Gosto de dar livros. Os livros são como as flores. Há um código básico que impede de dar Madame Bovary a uma jovem senhora casada com um médico taciturno, ou Julieta Monginho a uma menina que entrou no CEJ, ou O Buda dos Subúrbios a um jovem indeciso na sua sexualidade. Mas nos últimos tempos as coisas complicaram-se. Deixei de poder dar Coetzee ou Roth ou mesmo o Filipe Nunes Vicente a H., o meu mais antigo cúmplice literário, porque, nas palavras de Luís Quintais, a selva escura se vê agora nítida com a agravante de a certeira morte já não ter incerto tempo.
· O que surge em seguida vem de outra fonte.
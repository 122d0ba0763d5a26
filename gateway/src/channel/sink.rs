//! Sink adapter - the channel that forwards into a publisher

use super::{Channel, ChannelError, NoOpTransaction, Transaction};
use flume_bridge_core::{Event, Publisher};
use std::sync::Arc;
use tracing::trace;

/// Push-only channel that publishes each event body
///
/// `put` hands the body to the publisher on the calling task, unchanged.
/// Headers are dropped here. `take` is always empty and transactions are
/// no-ops: delivery guarantees belong to the publisher and the sender.
///
/// # Example
///
/// ```
/// use bytes::Bytes;
/// use flume_bridge::channel::{Channel, SinkAdapter};
/// use flume_bridge::publish::QueueChannel;
/// use flume_bridge_core::Event;
/// use std::sync::Arc;
///
/// let queue = Arc::new(QueueChannel::new());
/// let sink = SinkAdapter::new(queue.clone());
///
/// sink.put(Event::new(Bytes::from_static(b"testing"))).unwrap();
/// assert_eq!(queue.receive(), Some(Bytes::from_static(b"testing")));
/// ```
pub struct SinkAdapter {
    publisher: Arc<dyn Publisher>,
}

impl SinkAdapter {
    /// Create an adapter forwarding to `publisher`
    pub fn new(publisher: Arc<dyn Publisher>) -> Self {
        Self { publisher }
    }
}

impl Channel for SinkAdapter {
    fn name(&self) -> &str {
        "sink-adapter"
    }

    fn put(&self, event: Event) -> Result<(), ChannelError> {
        let body = event.into_body();
        trace!(bytes = body.len(), "Publishing event body");
        self.publisher.publish(body)?;
        Ok(())
    }

    fn take(&self) -> Result<Option<Event>, ChannelError> {
        Ok(None)
    }

    fn transaction(&self) -> Box<dyn Transaction + '_> {
        Box::new(NoOpTransaction)
    }
}
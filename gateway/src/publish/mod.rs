//! Built-in publishers
//!
//! Host applications usually bring their own [`Publisher`]; these cover the
//! common cases:
//!
//! - [`QueueChannel`] - in-memory FIFO the host drains at its own pace
//! - [`LoggingPublisher`] - writes every payload to the `tracing` log
//! - `tokio::sync::mpsc::{Sender, UnboundedSender}<Bytes>` - hand-off to an
//!   async consumer task (implemented in `flume-bridge-core`)

mod logging;
mod queue;

pub use logging::LoggingPublisher;
pub use queue::QueueChannel;

pub use flume_bridge_core::{publisher_fn, Publisher};
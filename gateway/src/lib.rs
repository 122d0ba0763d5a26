//! flume-bridge - Flume Thrift RPC to channel bridge
//!
//! Accepts events from Flume RPC clients (Flume agents' Thrift sinks, the
//! Flume client SDK, or [`RpcClient`]) and republishes each event body to a
//! channel owned by the host application.
//!
//! ```text
//! Flume client ──► ThriftSource ──► ChannelProcessor ──► SinkAdapter ──► Publisher
//! ```
//!
//! The host supplies the [`Publisher`]; the bridge owns everything to its
//! left. Headers are accepted on the wire and dropped at the sink adapter.

#![deny(unsafe_code)]
#![warn(clippy::unwrap_used)]
#![warn(clippy::expect_used)]
#![warn(clippy::panic)]

pub mod bridge;
pub mod channel;
pub mod client;
pub mod config;
pub mod error;
pub mod metrics;
pub mod publish;
pub mod source;
pub mod thrift;

pub use bridge::{Bridge, BridgeState};
pub use channel::{Channel, ChannelProcessor, ChannelSelector, ReplicatingSelector, SinkAdapter};
pub use client::RpcClient;
pub use config::{BridgeConfig, Config, LogFormat, Protocol};
pub use error::{BridgeError, ChannelError, CodecError, Result};
pub use metrics::SourceMetrics;
pub use publish::{LoggingPublisher, QueueChannel};
pub use source::ThriftSource;

pub use flume_bridge_core::{publisher_fn, Event, Headers, PublishError, Publisher, Status};
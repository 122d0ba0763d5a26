//! Event type for the bridge
//!
//! An [`Event`] is what the listener decodes from one `ThriftFlumeEvent` on
//! the wire. The body is held as [`Bytes`] so handing it to a publisher is a
//! refcount bump, not a copy:
//!
//! ```text
//! Frame bytes ──► Event { headers, body } ──► publish(body)
//!                           │
//!                           └── headers are dropped at the sink adapter
//! ```

use bytes::Bytes;
use std::collections::HashMap;

/// Event headers as sent by the Flume agent
pub type Headers = HashMap<String, String>;

/// One unit of delivered data
///
/// # Example
///
/// ```
/// use bytes::Bytes;
/// use flume_bridge_core::Event;
///
/// let event = Event::new(Bytes::from_static(b"testing"))
///     .with_header("host", "web-1");
/// assert_eq!(event.body().as_ref(), b"testing");
/// assert_eq!(event.headers().get("host").map(String::as_str), Some("web-1"));
/// ```
#[derive(Debug, Clone, Default, PartialEq, Eq)]
pub struct Event {
    headers: Headers,
    body: Bytes,
}

impl Event {
    /// Create an event with the given body and no headers
    pub fn new(body: impl Into<Bytes>) -> Self {
        Self {
            headers: Headers::new(),
            body: body.into(),
        }
    }

    /// Create an event from decoded headers and body
    pub fn from_parts(headers: Headers, body: impl Into<Bytes>) -> Self {
        Self {
            headers,
            body: body.into(),
        }
    }

    /// Add a header (builder style)
    pub fn with_header(mut self, key: impl Into<String>, value: impl Into<String>) -> Self {
        self.headers.insert(key.into(), value.into());
        self
    }

    /// Event headers
    pub fn headers(&self) -> &Headers {
        &self.headers
    }

    /// Event body
    pub fn body(&self) -> &Bytes {
        &self.body
    }

    /// Consume the event, keeping only the body
    pub fn into_body(self) -> Bytes {
        self.body
    }

    /// Split into headers and body
    pub fn into_parts(self) -> (Headers, Bytes) {
        (self.headers, self.body)
    }
}
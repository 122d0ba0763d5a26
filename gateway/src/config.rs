//! Bridge configuration
//!
//! [`BridgeConfig`] carries everything the Thrift listener needs: the bind
//! address and port, plus the listener options the Flume Thrift source
//! exposes (`protocol`, `threads`). Host applications either set it through
//! [`Bridge::configure`](crate::Bridge::configure), deserialize it with serde,
//! or pass a Flume-style string property map.
//!
//! [`Config`] is the process-level configuration used by the runtime crate,
//! loaded from `FLUME_BRIDGE_*` environment variables.

use crate::error::{BridgeError, Result};
use serde::Deserialize;
use std::collections::HashMap;
use std::fmt;
use std::str::FromStr;
use tracing::debug;

/// Default bind address
pub const DEFAULT_BIND: &str = "127.0.0.1";

/// Default listen port
pub const DEFAULT_PORT: u16 = 4141;

/// Default frame size limit (Thrift framed transport default)
pub const DEFAULT_MAX_FRAME_SIZE: usize = 16_384_000;

/// Property keys understood by [`BridgeConfig::apply_properties`]
pub mod keys {
    /// Bind address
    pub const BIND: &str = "bind";
    /// Listen port
    pub const PORT: &str = "port";
    /// Thrift protocol (`compact` or `binary`)
    pub const PROTOCOL: &str = "protocol";
    /// Maximum concurrently served connections
    pub const THREADS: &str = "threads";
    /// Maximum accepted frame size in bytes
    pub const MAX_FRAME_SIZE: &str = "max-frame-size";
}

/// Thrift protocol spoken on the wire
#[derive(Debug, Clone, Copy, PartialEq, Eq, Default, Deserialize)]
#[serde(rename_all = "lowercase")]
pub enum Protocol {
    /// TCompactProtocol (Flume's default)
    #[default]
    Compact,
    /// TBinaryProtocol
    Binary,
}

impl FromStr for Protocol {
    type Err = BridgeError;

    fn from_str(s: &str) -> Result<Self> {
        match s.trim().to_ascii_lowercase().as_str() {
            "compact" => Ok(Protocol::Compact),
            "binary" => Ok(Protocol::Binary),
            other => Err(BridgeError::Config(format!(
                "unknown protocol '{other}', expected 'compact' or 'binary'"
            ))),
        }
    }
}

impl fmt::Display for Protocol {
    fn fmt(&self, f: &mut fmt::Formatter<'_>) -> fmt::Result {
        match self {
            Protocol::Compact => f.write_str("compact"),
            Protocol::Binary => f.write_str("binary"),
        }
    }
}

/// Listener configuration
///
/// Defaults to `127.0.0.1:4141`, compact protocol, unbounded connections.
#[derive(Debug, Clone, PartialEq, Eq, Deserialize)]
#[serde(default)]
pub struct BridgeConfig {
    /// Address to bind
    pub bind: String,
    /// Port to listen on (1-65535)
    pub port: u16,
    /// Thrift protocol
    pub protocol: Protocol,
    /// Max concurrently served connections, 0 = unbounded
    pub max_connections: usize,
    /// Largest frame accepted from a client
    pub max_frame_size: usize,
}

impl Default for BridgeConfig {
    fn default() -> Self {
        Self {
            bind: DEFAULT_BIND.to_string(),
            port: DEFAULT_PORT,
            protocol: Protocol::default(),
            max_connections: 0,
            max_frame_size: DEFAULT_MAX_FRAME_SIZE,
        }
    }
}

impl BridgeConfig {
    /// Create a config for the given address, other fields default
    pub fn new(bind: impl Into<String>, port: u16) -> Self {
        Self {
            bind: bind.into(),
            port,
            ..Self::default()
        }
    }

    /// Check field invariants
    pub fn validate(&self) -> Result<()> {
        if self.bind.trim().is_empty() {
            return Err(BridgeError::Config("bind address must not be empty".into()));
        }
        if self.port == 0 {
            return Err(BridgeError::Config(
                "port must be between 1 and 65535, got 0".into(),
            ));
        }
        if self.max_frame_size == 0 {
            return Err(BridgeError::Config("max frame size must be positive".into()));
        }
        Ok(())
    }

    /// Set bind address and port, rejecting out-of-range ports
    ///
    /// On error the config is left unchanged.
    pub fn set_address(&mut self, bind: impl Into<String>, port: u32) -> Result<()> {
        let port = validate_port(i64::from(port))?;
        let bind = bind.into();
        if bind.trim().is_empty() {
            return Err(BridgeError::Config("bind address must not be empty".into()));
        }
        self.bind = bind;
        self.port = port;
        Ok(())
    }

    /// Build a config from a Flume-style property map
    ///
    /// Keys not present keep their defaults. See [`keys`].
    pub fn from_properties(props: &HashMap<String, String>) -> Result<Self> {
        let mut config = Self::default();
        config.apply_properties(props)?;
        Ok(config)
    }

    /// Overlay a Flume-style property map onto this config
    ///
    /// All-or-nothing: if any entry is invalid the config is left unchanged.
    pub fn apply_properties(&mut self, props: &HashMap<String, String>) -> Result<()> {
        let mut next = self.clone();

        for (key, value) in props {
            match key.as_str() {
                keys::BIND => next.bind = value.trim().to_string(),
                keys::PORT => {
                    let raw: i64 = value.trim().parse().map_err(|_| {
                        BridgeError::Config(format!("invalid port '{value}': not a number"))
                    })?;
                    next.port = validate_port(raw)?;
                }
                keys::PROTOCOL => next.protocol = value.parse()?,
                keys::THREADS => {
                    next.max_connections = parse_usize(keys::THREADS, value)?;
                }
                keys::MAX_FRAME_SIZE => {
                    next.max_frame_size = parse_usize(keys::MAX_FRAME_SIZE, value)?;
                }
                other => debug!(key = other, "Ignoring unknown bridge property"),
            }
        }

        next.validate()?;
        *self = next;
        Ok(())
    }

    /// `host:port` string suitable for binding or connecting
    pub fn address(&self) -> String {
        if self.bind.contains(':') && !self.bind.starts_with('[') {
            format!("[{}]:{}", self.bind, self.port)
        } else {
            format!("{}:{}", self.bind, self.port)
        }
    }
}

fn validate_port(port: i64) -> Result<u16> {
    if !(1..=i64::from(u16::MAX)).contains(&port) {
        return Err(BridgeError::Config(format!(
            "port must be between 1 and 65535, got {port}"
        )));
    }
    u16::try_from(port).map_err(|e| BridgeError::Config(e.to_string()))
}

fn parse_usize(key: &str, value: &str) -> Result<usize> {
    value
        .trim()
        .parse()
        .map_err(|_| BridgeError::Config(format!("invalid {key} '{value}': not a number")))
}

/// Log output format
#[derive(Debug, Clone, Copy, PartialEq, Eq, Default)]
pub enum LogFormat {
    /// Human-readable
    #[default]
    Pretty,
    /// One JSON object per line
    Json,
}

impl FromStr for LogFormat {
    type Err = BridgeError;

    fn from_str(s: &str) -> Result<Self> {
        match s.trim().to_ascii_lowercase().as_str() {
            "pretty" | "text" => Ok(LogFormat::Pretty),
            "json" => Ok(LogFormat::Json),
            other => Err(BridgeError::Config(format!("unknown log format '{other}'"))),
        }
    }
}

/// Process configuration for a standalone bridge
#[derive(Debug, Clone)]
pub struct Config {
    /// Listener settings
    pub bridge: BridgeConfig,
    /// `tracing` filter directive used when `RUST_LOG` is unset
    pub log_level: String,
    /// Log output format
    pub log_format: LogFormat,
}

impl Default for Config {
    fn default() -> Self {
        Self {
            bridge: BridgeConfig::default(),
            log_level: "info".to_string(),
            log_format: LogFormat::default(),
        }
    }
}

impl Config {
    /// Load from environment variables
    ///
    /// | variable | default |
    /// |---|---|
    /// | `FLUME_BRIDGE_BIND` | `127.0.0.1` |
    /// | `FLUME_BRIDGE_PORT` | `4141` |
    /// | `FLUME_BRIDGE_PROTOCOL` | `compact` |
    /// | `FLUME_BRIDGE_MAX_CONNECTIONS` | `0` (unbounded) |
    /// | `FLUME_BRIDGE_MAX_FRAME_SIZE` | `16384000` |
    /// | `FLUME_BRIDGE_LOG_LEVEL` | `info` |
    /// | `FLUME_BRIDGE_LOG_FORMAT` | `pretty` |
    pub fn from_env() -> Result<Self> {
        Self::from_lookup(|key| std::env::var(key).ok())
    }

    /// Load using an arbitrary variable lookup
    pub fn from_lookup<F>(lookup: F) -> Result<Self>
    where
        F: Fn(&str) -> Option<String>,
    {
        let mut props = HashMap::new();
        let vars = [
            ("FLUME_BRIDGE_BIND", keys::BIND),
            ("FLUME_BRIDGE_PORT", keys::PORT),
            ("FLUME_BRIDGE_PROTOCOL", keys::PROTOCOL),
            ("FLUME_BRIDGE_MAX_CONNECTIONS", keys::THREADS),
            ("FLUME_BRIDGE_MAX_FRAME_SIZE", keys::MAX_FRAME_SIZE),
        ];
        for (var, key) in vars {
            if let Some(value) = lookup(var) {
                props.insert(key.to_string(), value);
            }
        }

        let mut config = Config {
            bridge: BridgeConfig::from_properties(&props)?,
            ..Config::default()
        };
        if let Some(level) = lookup("FLUME_BRIDGE_LOG_LEVEL") {
            config.log_level = level;
        }
        if let Some(format) = lookup("FLUME_BRIDGE_LOG_FORMAT") {
            config.log_format = format.parse()?;
        }
        Ok(config)
    }
}
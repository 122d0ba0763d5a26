//! Convenience re-exports for host applications.
//!
//! ```rust
//! use flume_bridge_runtime::prelude::*;
//! ```

// Core types
pub use flume_bridge_core::{publisher_fn, Event, PublishError, Publisher, Status};

// Bridge
pub use flume_bridge::{Bridge, BridgeConfig, BridgeError, BridgeState, Protocol};

// Built-in publishers
pub use flume_bridge::{LoggingPublisher, QueueChannel};

// Client
pub use flume_bridge::RpcClient;

// Zero-copy payload
pub use bytes::Bytes;

// Runtime
pub use crate::RuntimeBuilder;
Assim os livros que falam sobre a morte só podem ser dados aos muito jovens, mas estes, ainda tocados pela ilusão de imortalidade e alegremente ignorantes do negro iceberg evolutivo, não ligam a estes temas estrangeiros, e recebem os livros com mal disfarçada desilusão. Dou livros da Planeta Tangerina, a meninos a quem nunca lerei as histórias. Olho-os nos olhos profundamente, e se merecem, dou-lhes os livros que tenho escondidos na estante, entre títulos sérios que falam das doenças e de como as evitar. Livros com coração de mãe, a letra P de pai, o que num segundo acontece no mundo que ainda não conhecem, de como um menino em África se equilibrou pela primeira vez numa bicicleta, um elevador em Nova Iorque avariou entre dois andares.